In più da una puntata di Report sono emerse delle ombre preoccupanti sulla proprietà del Milan, tanto che è intervenuto il comitato antimafia.
Eccome, non credo davvero sia necessaria una nuova speculazione edilizia di cui la città non ha davvero bisogno. Il Comune stesso ha dichiarato che è stato superato il coefficiente di copertura secondo il Piano Territoriale Metropolitano. Non ci dovrebbero essere discussioni. In tutto ciò, nel modello che hanno in testa le due squadre di calcio, gli spettacoli sembrano relegati al minimo sindacale. Ancora una volta il settore viene considerato di serie C. Se le cose stanno così, il mio timore è che anche se la pandemia si risolvesse prima del 2022, quando partirà il tour di Bruce Springsteen Milano potrebbe non essere in grado di ospitare gli spettacoli del più grande performer in circolazione e un tour che forse sarà il suo atto conclusivo con la E Street Band.

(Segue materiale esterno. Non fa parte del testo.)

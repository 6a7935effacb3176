//! 结果账本
//!
//! 为每个节点记录最多 K 条以该节点结尾的路径。准入是按节点原子的
//! "检查并写入"：两个线程同时争夺第 K 和第 K+1 个名额时不会都成功。
//!
//! 记录按 `Route::rank_cmp` 排名，即 (代价, 节点数, 自末端起的节点序列)。
//! 节点已满时，排名严格靠前的候选会淘汰该节点排名最后的一条记录，因此账本最终
//! 保存的是每个节点排名最前的 K 条路径，与线程调度无关。被淘汰的路径如果还在
//! 前沿中，出队时 `retains` 返回 false，不再扩展。

mod global;
mod sharded;
mod slot;

pub use global::GlobalLedger;
pub use sharded::ShardedLedger;

use std::fmt;
use std::str::FromStr;

use serde::{Deserialize, Serialize};

use crate::core::{Cost, NodeKey};

use super::route::Route;

/// 准入结果
#[derive(Debug, Clone)]
pub enum Admission<N: NodeKey> {
    /// 节点未满，直接记录
    Admitted,
    /// 节点已满，淘汰了给出的旧路径
    Replaced(Route<N>),
    /// 未记录，候选被丢弃
    Rejected,
}

impl<N: NodeKey> Admission<N> {
    pub fn is_admitted(&self) -> bool {
        !matches!(self, Admission::Rejected)
    }
}

/// 结果账本接口
pub trait Ledger<N: NodeKey>: Send + Sync {
    /// 每个节点的上限 K
    fn cap(&self) -> usize;

    /// 原子地检查并记录以 `node` 结尾的路径
    fn try_admit(&self, node: &N, route: &Route<N>) -> Admission<N>;

    /// 路径是否仍被记录（未被淘汰）
    fn retains(&self, node: &N, route: &Route<N>) -> bool;

    /// 节点已满时，排名最后一条记录的代价
    fn bound(&self, node: &N) -> Option<Cost>;

    /// 节点当前记录的路径，按排名升序
    fn routes_for(&self, node: &N) -> Vec<Route<N>>;

    /// 节点当前记录的路径数
    fn admitted(&self, node: &N) -> usize;
}

/// 账本实现选择
#[derive(
    Debug, Clone, Copy, Default, PartialEq, Eq, Serialize, Deserialize, clap::ValueEnum,
)]
#[serde(rename_all = "lowercase")]
pub enum LedgerKind {
    /// 按节点分片加锁
    #[default]
    Sharded,
    /// 单全局锁
    Global,
}

impl LedgerKind {
    pub fn build<N: NodeKey + 'static>(self, cap: usize) -> Box<dyn Ledger<N>> {
        match self {
            LedgerKind::Sharded => Box::new(ShardedLedger::new(cap)),
            LedgerKind::Global => Box::new(GlobalLedger::new(cap)),
        }
    }
}

impl fmt::Display for LedgerKind {
    fn fmt(&self, f: &mut fmt::Formatter<'_>) -> fmt::Result {
        match self {
            LedgerKind::Sharded => write!(f, "sharded"),
            LedgerKind::Global => write!(f, "global"),
        }
    }
}

impl FromStr for LedgerKind {
    type Err = String;

    fn from_str(s: &str) -> Result<Self, Self::Err> {
        match s.to_ascii_lowercase().as_str() {
            "sharded" => Ok(LedgerKind::Sharded),
            "global" => Ok(LedgerKind::Global),
            other => Err(format!("unknown ledger kind: {}", other)),
        }
    }
}
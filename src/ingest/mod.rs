//! 边列表输入

pub mod csv;

pub use self::csv::{
    load_graph, read_edges, read_edges_from_path, EdgeRecord, IngestReport, SkipReason,
};
// 工具模块 - 仅用于导出各个子模块，不包含具体实现

// 日志模块
pub mod logging;
//! Domain layer - core types, errors and collaborator contracts.
//!
//! This layer contains pure domain models and error types
//! without any I/O of its own.

pub mod error;
pub mod models;
pub mod ports;
pub mod settings;

pub use error::{AppError, RaceKind, ResourceKind, Result};
pub use models::{
    backup_path_for, BackupEntry, FileRecord, HashAlgorithm, InsecureFile, PermissionFlags,
    SecurityScanResult, TextEncoding, ValidationOutcome,
};
pub use ports::{BackupManager, ConfigPersistence};
pub use settings::{AppConfig, ConfigProfile, DeploymentConfig, FileLimits, ProfileState};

Da come parli, sembri avere una visione ben più ampia di un semplice promoter. Visto che a breve ci saranno le elezioni a Milano, se dovesse arrivare una chiamata accetteresti?
Non credo alla degenerazione della politica, ma ho sempre visto nel mio modo di lavorare e di essere un atteggiamento enormemente politico. Perché mi occupo della mia attività cercando di pensare al benessere altrui come dovere e come diritto. Per questo, mi sento senza ombra di dubbio di avere le capacità per ricoprire un ruolo istituzionale, solo che per come sono fatto, cioè una persona libera, non me lo proporranno mai (Trotta è stato candidato alle elezioni milanesi del 2011 nella lista civica di Milly Moratti, ndr). Non a caso uno dei miei assessori alla Cultura preferiti a Milano, insieme a Luigi Corbani, è stato Philippe Daverio, che ha testimoniato come si possa entrare nelle istituzioni rimanendo sé stessi.